Dr Ivan Meyer, the Western Cape minister of agriculture, is on a mission to not only get more youth involved in the sector, but also to apply new technologies and drive innovation


In massive effort to reduce youth unemployment, no less than 120 unemployed agricultural graduates in the Western Cape have now been placed at farms for work-integrated learning.

The graduate placement programme was officially launched by Dr Ivan Meyer, the Western Cape minister of agriculture, who was flanked by young talent who now have a second chance in lie.

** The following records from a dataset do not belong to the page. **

// src/store/memory.rs - In-memory user record store

use async_trait::async_trait;
use chrono::{DateTime, Utc};
use std::collections::HashMap;
use std::sync::Arc;
use tokio::sync::RwLock;

use crate::store::UserRecordStore;
use crate::types::{BotResult, StoreStats, UserRecord};

/// A record plus the sequence number it was first inserted with, so that
/// ranking ties resolve deterministically by first-seen order.
#[derive(Debug, Clone)]
struct Slot {
    record: UserRecord,
    seq: u64,
}

#[derive(Debug, Default)]
struct Inner {
    slots: HashMap<i64, Slot>,
    next_seq: u64,
}

impl Inner {
    fn slot_mut(&mut self, user_id: i64) -> &mut Slot {
        let seq = self.next_seq;
        let slot = self.slots.entry(user_id).or_insert_with(|| Slot {
            record: UserRecord::new(user_id),
            seq,
        });
        if slot.seq == seq {
            self.next_seq += 1;
        }
        slot
    }
}

/// Default store: the whole table lives behind one RwLock, which makes every
/// per-user operation trivially atomic. Also the test double for the
/// file-backed adapter, satisfying the same contract.
#[derive(Debug, Clone, Default)]
pub struct MemoryUserStore {
    inner: Arc<RwLock<Inner>>,
}

impl MemoryUserStore {
    pub fn new() -> Self {
        Self::default()
    }

    /// Snapshot of all records in first-seen order
    pub(crate) async fn dump(&self) -> Vec<UserRecord> {
        let inner = self.inner.read().await;
        let mut slots: Vec<&Slot> = inner.slots.values().collect();
        slots.sort_by_key(|s| s.seq);
        slots.iter().map(|s| s.record.clone()).collect()
    }

    /// Current state of one record, if present
    pub(crate) async fn snapshot(&self, user_id: i64) -> Option<UserRecord> {
        let inner = self.inner.read().await;
        inner.slots.get(&user_id).map(|slot| slot.record.clone())
    }

    /// Put one record back to an earlier state. `None` removes the record
    /// entirely (the slot did not exist before the mutation being undone).
    pub(crate) async fn restore(&self, user_id: i64, previous: Option<UserRecord>) {
        let mut inner = self.inner.write().await;
        match previous {
            Some(record) => {
                if let Some(slot) = inner.slots.get_mut(&user_id) {
                    slot.record = record;
                }
            }
            None => {
                inner.slots.remove(&user_id);
            }
        }
    }

    /// Replace the table contents, assigning sequence numbers by position
    pub(crate) async fn load(&self, records: Vec<UserRecord>) {
        let mut inner = self.inner.write().await;
        inner.slots.clear();
        inner.next_seq = 0;
        for record in records {
            let seq = inner.next_seq;
            inner.slots.insert(record.user_id, Slot { record, seq });
            inner.next_seq += 1;
        }
    }
}

#[async_trait]
impl UserRecordStore for MemoryUserStore {
    async fn find_by_username(&self, name: &str) -> BotResult<Option<UserRecord>> {
        let inner = self.inner.read().await;
        Ok(inner
            .slots
            .values()
            .find(|slot| {
                slot.record
                    .username
                    .as_deref()
                    .is_some_and(|u| u.eq_ignore_ascii_case(name))
            })
            .map(|slot| slot.record.clone()))
    }

    async fn get_or_create(&self, user_id: i64) -> BotResult<UserRecord> {
        let mut inner = self.inner.write().await;
        Ok(inner.slot_mut(user_id).record.clone())
    }

    async fn increment_message_count(
        &self,
        user_id: i64,
        username: Option<&str>,
        now: DateTime<Utc>,
    ) -> BotResult<UserRecord> {
        let mut inner = self.inner.write().await;
        let slot = inner.slot_mut(user_id);
        let record = &mut slot.record;
        record.message_count += 1;
        record.last_message_at = Some(now);
        if record.join_seen_at.is_none() {
            record.join_seen_at = Some(now);
        }
        if let Some(name) = username {
            record.username = Some(name.to_string());
        }
        Ok(record.clone())
    }

    async fn increment_warning(&self, user_id: i64) -> BotResult<UserRecord> {
        let mut inner = self.inner.write().await;
        let slot = inner.slot_mut(user_id);
        slot.record.warning_count += 1;
        Ok(slot.record.clone())
    }

    async fn reset_warnings(&self, user_id: i64) -> BotResult<()> {
        let mut inner = self.inner.write().await;
        inner.slot_mut(user_id).record.warning_count = 0;
        Ok(())
    }

    async fn set_mute(&self, user_id: i64, until: Option<DateTime<Utc>>) -> BotResult<()> {
        let mut inner = self.inner.write().await;
        inner.slot_mut(user_id).record.mute_until = until;
        Ok(())
    }

    async fn stats(&self, now: DateTime<Utc>) -> BotResult<StoreStats> {
        let inner = self.inner.read().await;
        let mut stats = StoreStats {
            total_users: inner.slots.len() as u64,
            ..Default::default()
        };
        for slot in inner.slots.values() {
            stats.total_messages += slot.record.message_count;
            stats.total_warnings += slot.record.warning_count as u64;
            if slot.record.is_muted_at(now) {
                stats.muted_users += 1;
            }
        }
        Ok(stats)
    }

    async fn top_by_message_count(&self, limit: usize) -> BotResult<Vec<UserRecord>> {
        let inner = self.inner.read().await;
        let mut slots: Vec<&Slot> = inner.slots.values().collect();
        slots.sort_by(|a, b| {
            b.record
                .message_count
                .cmp(&a.record.message_count)
                .then(a.seq.cmp(&b.seq))
        });
        Ok(slots
            .into_iter()
            .take(limit)
            .map(|s| s.record.clone())
            .collect())
    }
}

#[cfg(test)]
mod tests {
    use super::*;

    #[tokio::test]
    async fn username_lookup_is_case_insensitive() {
        let store = MemoryUserStore::new();
        store
            .increment_message_count(1, Some("Bob"), Utc::now())
            .await
            .unwrap();

        let a = store.find_by_username("Bob").await.unwrap().unwrap();
        let b = store.find_by_username("bob").await.unwrap().unwrap();
        assert_eq!(a.user_id, b.user_id);
        assert!(store.find_by_username("alice").await.unwrap().is_none());
    }

    #[tokio::test]
    async fn first_message_creates_record() {
        let store = MemoryUserStore::new();
        let now = Utc::now();
        let record = store
            .increment_message_count(5, Some("carol"), now)
            .await
            .unwrap();

        assert_eq!(record.message_count, 1);
        assert_eq!(record.join_seen_at, Some(now));
        assert_eq!(record.last_message_at, Some(now));
        assert_eq!(record.username.as_deref(), Some("carol"));
    }

    #[tokio::test]
    async fn join_seen_at_is_never_overwritten() {
        let store = MemoryUserStore::new();
        let first = Utc::now();
        let later = first + chrono::Duration::hours(1);

        store.increment_message_count(5, None, first).await.unwrap();
        let record = store.increment_message_count(5, None, later).await.unwrap();

        assert_eq!(record.join_seen_at, Some(first));
        assert_eq!(record.last_message_at, Some(later));
        assert_eq!(record.message_count, 2);
    }

    #[tokio::test]
    async fn concurrent_increments_lose_nothing() {
        let store = MemoryUserStore::new();
        let mut handles = Vec::new();
        for _ in 0..100 {
            let store = store.clone();
            handles.push(tokio::spawn(async move {
                store
                    .increment_message_count(42, Some("dave"), Utc::now())
                    .await
                    .unwrap();
            }));
        }
        for handle in handles {
            handle.await.unwrap();
        }

        let record = store.get_or_create(42).await.unwrap();
        assert_eq!(record.message_count, 100);
    }

    #[tokio::test]
    async fn warning_increment_returns_post_increment_record() {
        let store = MemoryUserStore::new();
        assert_eq!(store.increment_warning(9).await.unwrap().warning_count, 1);
        assert_eq!(store.increment_warning(9).await.unwrap().warning_count, 2);

        store.reset_warnings(9).await.unwrap();
        assert_eq!(store.get_or_create(9).await.unwrap().warning_count, 0);
    }

    #[tokio::test]
    async fn top_ranking_breaks_ties_by_first_seen() {
        let store = MemoryUserStore::new();
        let now = Utc::now();
        // counts: 1 -> 5, 2 -> 5, 3 -> 2, 4 -> 1
        for (user_id, count) in [(1i64, 5u64), (2, 5), (3, 2), (4, 1)] {
            for _ in 0..count {
                store
                    .increment_message_count(user_id, None, now)
                    .await
                    .unwrap();
            }
        }

        let top = store.top_by_message_count(3).await.unwrap();
        let ids: Vec<i64> = top.iter().map(|r| r.user_id).collect();
        assert_eq!(ids, vec![1, 2, 3]);

        // Deterministic across repeated calls
        let again = store.top_by_message_count(3).await.unwrap();
        assert_eq!(ids, again.iter().map(|r| r.user_id).collect::<Vec<_>>());
    }

    #[tokio::test]
    async fn stats_count_only_active_mutes() {
        let store = MemoryUserStore::new();
        let now = Utc::now();
        store.increment_message_count(1, None, now).await.unwrap();
        store.increment_message_count(2, None, now).await.unwrap();
        store.increment_warning(2).await.unwrap();

        store
            .set_mute(1, Some(now + chrono::Duration::minutes(10)))
            .await
            .unwrap();
        store
            .set_mute(2, Some(now - chrono::Duration::minutes(10)))
            .await
            .unwrap();

        let stats = store.stats(now).await.unwrap();
        assert_eq!(stats.total_users, 2);
        assert_eq!(stats.total_messages, 2);
        assert_eq!(stats.total_warnings, 1);
        assert_eq!(stats.muted_users, 1);
    }
}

Meyer said key objectives of the programme include facilitating the entry and active participation of talent in the agricultural sector, and to give unemployed agricultural graduates opportunities to gain job experience. It also bridges the gap of ageing producers and builds future agripreneurs, he said, adding that the programme is part of his department’s 100 days’ deliverable plan.

‘No’ to unemployed agricultural graduates in W. Cape

Speaking to Food For Mzansi, Meyer described the programme a beacon of hope for youth in agriculture. “This is a growing sector, and we do not want to see youth unemployed, especially agricultural graduates. This graduate internship programme forms part of (our strategy to) create safety, jobs, wellbeing and dignity. We believe this will go a long way in promoting your (workplace) internship journey within this department.”

Head of the department for agriculture in the Western Cape, Dr Mogale Sebopetsa.
The head of the department for agriculture in the Western Cape, Dr Mogale Sebopetsa. Photo: Food For Mzansi

Agriculture is a “sunrise sector”, said Meyer, “and the sun is coming up over you. As interns you are taking up the responsibility.” He told graduates that they are also helping he sector bridge a generational gap.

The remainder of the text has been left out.